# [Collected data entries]

#![cfg_attr(feature = "fail-on-warnings", deny(warnings))]
#![warn(clippy::all, clippy::pedantic, clippy::nursery, clippy::cargo)]
#![allow(clippy::multiple_crate_versions, clippy::cargo_common_metadata)]

//! Photocard price prediction.
//!
//! One image and three text fields (title, member, group) are embedded by
//! the same frozen CLIP encoder, concatenated in fixed order, pushed
//! through the regression head, inverse-transformed by the fitted scaler
//! and exponentiated into a yen estimate.
//!
//! A [`Predictor`] is loaded once at process start and never mutated, so
//! concurrent read-only calls are safe without locking. There are no
//! retries; every failure propagates to the caller.

pub mod encoder;
pub mod regressor;
pub mod scaler;

use std::path::PathBuf;

pub use encoder::{CLIP_BASE_URL_ENV, CLIP_MODEL, ClipEncoder, Encoder, clip_base_url_from_env};
pub use regressor::Regressor;
pub use scaler::PriceScaler;

/// Environment variable overriding the regression head weight file.
pub const REGRESSOR_WEIGHTS_ENV: &str = "REGRESSOR_WEIGHTS";

/// Environment variable overriding the fitted scaler file.
pub const PRICE_SCALER_ENV: &str = "PRICE_SCALER";

/// Errors that can occur during prediction.
#[derive(Debug, thiserror::Error)]
pub enum PredictError {
    /// An HTTP request to the encoder service failed.
    #[error("HTTP error: {0}")]
    Http(#[from] reqwest::Error),

    /// The encoder service answered with an unusable response.
    #[error("Encoder error: {message}")]
    Encoder {
        /// Description of what went wrong.
        message: String,
    },

    /// An I/O operation failed.
    #[error("I/O error: {0}")]
    Io(#[from] std::io::Error),

    /// JSON deserialization failed.
    #[error("JSON error: {0}")]
    Json(#[from] serde_json::Error),

    /// A model artifact is malformed.
    #[error("Weights error: {message}")]
    Weights {
        /// Description of what went wrong.
        message: String,
    },

    /// A tensor had an unexpected shape at inference time.
    #[error("Shape error: {message}")]
    Shape {
        /// Description of what went wrong.
        message: String,
    },
}

/// The process-wide prediction state: encoder client, regression head and
/// fitted scaler, loaded once and reused for every request.
pub struct Predictor {
    encoder: Box<dyn Encoder>,
    regressor: Regressor,
    scaler: PriceScaler,
}

impl Predictor {
    /// Assembles a predictor from already-loaded parts.
    #[must_use]
    pub fn new(encoder: Box<dyn Encoder>, regressor: Regressor, scaler: PriceScaler) -> Self {
        Self {
            encoder,
            regressor,
            scaler,
        }
    }

    /// Loads the predictor from the default artifact locations, overridable
    /// via `REGRESSOR_WEIGHTS`, `PRICE_SCALER` and `CLIP_BASE_URL`.
    ///
    /// # Errors
    ///
    /// Returns [`PredictError`] if an artifact is missing or malformed.
    pub fn load_default() -> Result<Self, PredictError> {
        let weights = env_path(REGRESSOR_WEIGHTS_ENV)
            .unwrap_or_else(photocard_dataset::paths::regressor_weights_path);
        let scaler = env_path(PRICE_SCALER_ENV)
            .unwrap_or_else(photocard_dataset::paths::price_scaler_path);

        log::info!(
            "Loading regression head from {} and scaler from {}",
            weights.display(),
            scaler.display()
        );

        Ok(Self::new(
            Box::new(ClipEncoder::new(&clip_base_url_from_env())?),
            Regressor::load(&weights)?,
            PriceScaler::load(&scaler)?,
        ))
    }

    /// Predicts a price in yen for one photocard.
    ///
    /// Embeds the image and the three texts with the frozen encoder,
    /// concatenates the vectors in fixed order `{image, title, member,
    /// group}`, runs the regression head, inverts the scaler and
    /// exponentiates.
    ///
    /// # Errors
    ///
    /// Returns [`PredictError`] if any embedding call or the forward pass
    /// fails. Nothing is retried.
    pub async fn predict(
        &self,
        image: &[u8],
        title: &str,
        member: &str,
        group: &str,
    ) -> Result<f64, PredictError> {
        let image_emb = self.encoder.embed_image(image).await?;
        let title_emb = self.encoder.embed_text(title).await?;
        let member_emb = self.encoder.embed_text(member).await?;
        let group_emb = self.encoder.embed_text(group).await?;

        let features: Vec<f32> = [image_emb, title_emb, member_emb, group_emb].concat();
        let log_scaled = self.regressor.forward(&features)?;
        let log_price = self.scaler.inverse_transform(f64::from(log_scaled));
        Ok(log_price.exp())
    }
}

fn env_path(var: &str) -> Option<PathBuf> {
    std::env::var(var).ok().map(PathBuf::from)
}

#[cfg(test)]
mod tests {
    use super::*;
    use async_trait::async_trait;
    use std::collections::HashMap;

    /// Encoder stub returning distinct one-element embeddings per input,
    /// so concatenation order is observable in the feature vector.
    struct StubEncoder;

    #[async_trait]
    impl Encoder for StubEncoder {
        async fn embed_text(&self, text: &str) -> Result<Vec<f32>, PredictError> {
            Ok(vec![match text {
                "title" => 2.0,
                "member" => 3.0,
                "group" => 4.0,
                _ => 0.0,
            }])
        }

        async fn embed_image(&self, _image: &[u8]) -> Result<Vec<f32>, PredictError> {
            Ok(vec![1.0])
        }
    }

    /// 4→1 head that passes the weighted feature sum straight through:
    /// one hidden unit, identity norms, positive activations.
    fn passthrough_head() -> Regressor {
        let mut dict = HashMap::new();
        let mut put = |key: &str, value: serde_json::Value| {
            dict.insert(key.to_owned(), value);
        };
        put("net.0.weight", serde_json::json!([[1.0, 10.0, 100.0, 1000.0]]));
        put("net.0.bias", serde_json::json!([0.0]));
        put("net.1.weight", serde_json::json!([1.0]));
        put("net.1.bias", serde_json::json!([0.0]));
        put("net.1.running_mean", serde_json::json!([0.0]));
        put("net.1.running_var", serde_json::json!([1.0]));
        put("net.4.weight", serde_json::json!([[1.0]]));
        put("net.4.bias", serde_json::json!([0.0]));
        put("net.5.weight", serde_json::json!([1.0]));
        put("net.5.bias", serde_json::json!([0.0]));
        put("net.5.running_mean", serde_json::json!([0.0]));
        put("net.5.running_var", serde_json::json!([1.0]));
        put("net.8.weight", serde_json::json!([[1.0]]));
        put("net.8.bias", serde_json::json!([0.0]));
        Regressor::from_state_dict(dict).unwrap()
    }

    #[tokio::test]
    async fn price_is_exp_of_inverse_transformed_head_output() {
        let scaler = PriceScaler::new(5.0, 0.001);
        let predictor = Predictor::new(Box::new(StubEncoder), passthrough_head(), scaler);

        let price = predictor
            .predict(b"img", "title", "member", "group")
            .await
            .unwrap();

        // Features are [1, 2, 3, 4] in {image, title, member, group}
        // order, so the head output L is 1 + 20 + 300 + 4000 = 4321 (up
        // to batch-norm epsilon) and the price must equal
        // exp(inverse_transform(L)).
        let head_output = f64::from(passthrough_head().forward(&[1.0, 2.0, 3.0, 4.0]).unwrap());
        let expected = scaler.inverse_transform(head_output).exp();
        assert!((price - expected).abs() < 1e-9, "got {price}, want {expected}");
        assert!(price > 0.0);
    }

    #[tokio::test]
    async fn encoder_failures_propagate() {
        struct FailingEncoder;

        #[async_trait]
        impl Encoder for FailingEncoder {
            async fn embed_text(&self, _text: &str) -> Result<Vec<f32>, PredictError> {
                Err(PredictError::Encoder {
                    message: "stub".to_string(),
                })
            }

            async fn embed_image(&self, _image: &[u8]) -> Result<Vec<f32>, PredictError> {
                Err(PredictError::Encoder {
                    message: "stub".to_string(),
                })
            }
        }

        let predictor = Predictor::new(
            Box::new(FailingEncoder),
            passthrough_head(),
            PriceScaler::new(0.0, 1.0),
        );
        assert!(predictor.predict(b"img", "t", "m", "g").await.is_err());
    }
}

# [PROBLEM DETAILS]
Where the line with "for every request." ends, your copy should end too; please return exactly the lines from the first line of the data through it.

# [ANSWER SECTION]
#![cfg_attr(feature = "fail-on-warnings", deny(warnings))]
#![warn(clippy::all, clippy::pedantic, clippy::nursery, clippy::cargo)]
#![allow(clippy::multiple_crate_versions, clippy::cargo_common_metadata)]

//! Photocard price prediction.
//!
//! One image and three text fields (title, member, group) are embedded by
//! the same frozen CLIP encoder, concatenated in fixed order, pushed
//! through the regression head, inverse-transformed by the fitted scaler
//! and exponentiated into a yen estimate.
//!
//! A [`Predictor`] is loaded once at process start and never mutated, so
//! concurrent read-only calls are safe without locking. There are no
//! retries; every failure propagates to the caller.

pub mod encoder;
pub mod regressor;
pub mod scaler;

use std::path::PathBuf;

pub use encoder::{CLIP_BASE_URL_ENV, CLIP_MODEL, ClipEncoder, Encoder, clip_base_url_from_env};
pub use regressor::Regressor;
pub use scaler::PriceScaler;

/// Environment variable overriding the regression head weight file.
pub const REGRESSOR_WEIGHTS_ENV: &str = "REGRESSOR_WEIGHTS";

/// Environment variable overriding the fitted scaler file.
pub const PRICE_SCALER_ENV: &str = "PRICE_SCALER";

/// Errors that can occur during prediction.
#[derive(Debug, thiserror::Error)]
pub enum PredictError {
    /// An HTTP request to the encoder service failed.
    #[error("HTTP error: {0}")]
    Http(#[from] reqwest::Error),

    /// The encoder service answered with an unusable response.
    #[error("Encoder error: {message}")]
    Encoder {
        /// Description of what went wrong.
        message: String,
    },

    /// An I/O operation failed.
    #[error("I/O error: {0}")]
    Io(#[from] std::io::Error),

    /// JSON deserialization failed.
    #[error("JSON error: {0}")]
    Json(#[from] serde_json::Error),

    /// A model artifact is malformed.
    #[error("Weights error: {message}")]
    Weights {
        /// Description of what went wrong.
        message: String,
    },

    /// A tensor had an unexpected shape at inference time.
    #[error("Shape error: {message}")]
    Shape {
        /// Description of what went wrong.
        message: String,
    },
}

/// The process-wide prediction state: encoder client, regression head and
/// fitted scaler, loaded once and reused for every request.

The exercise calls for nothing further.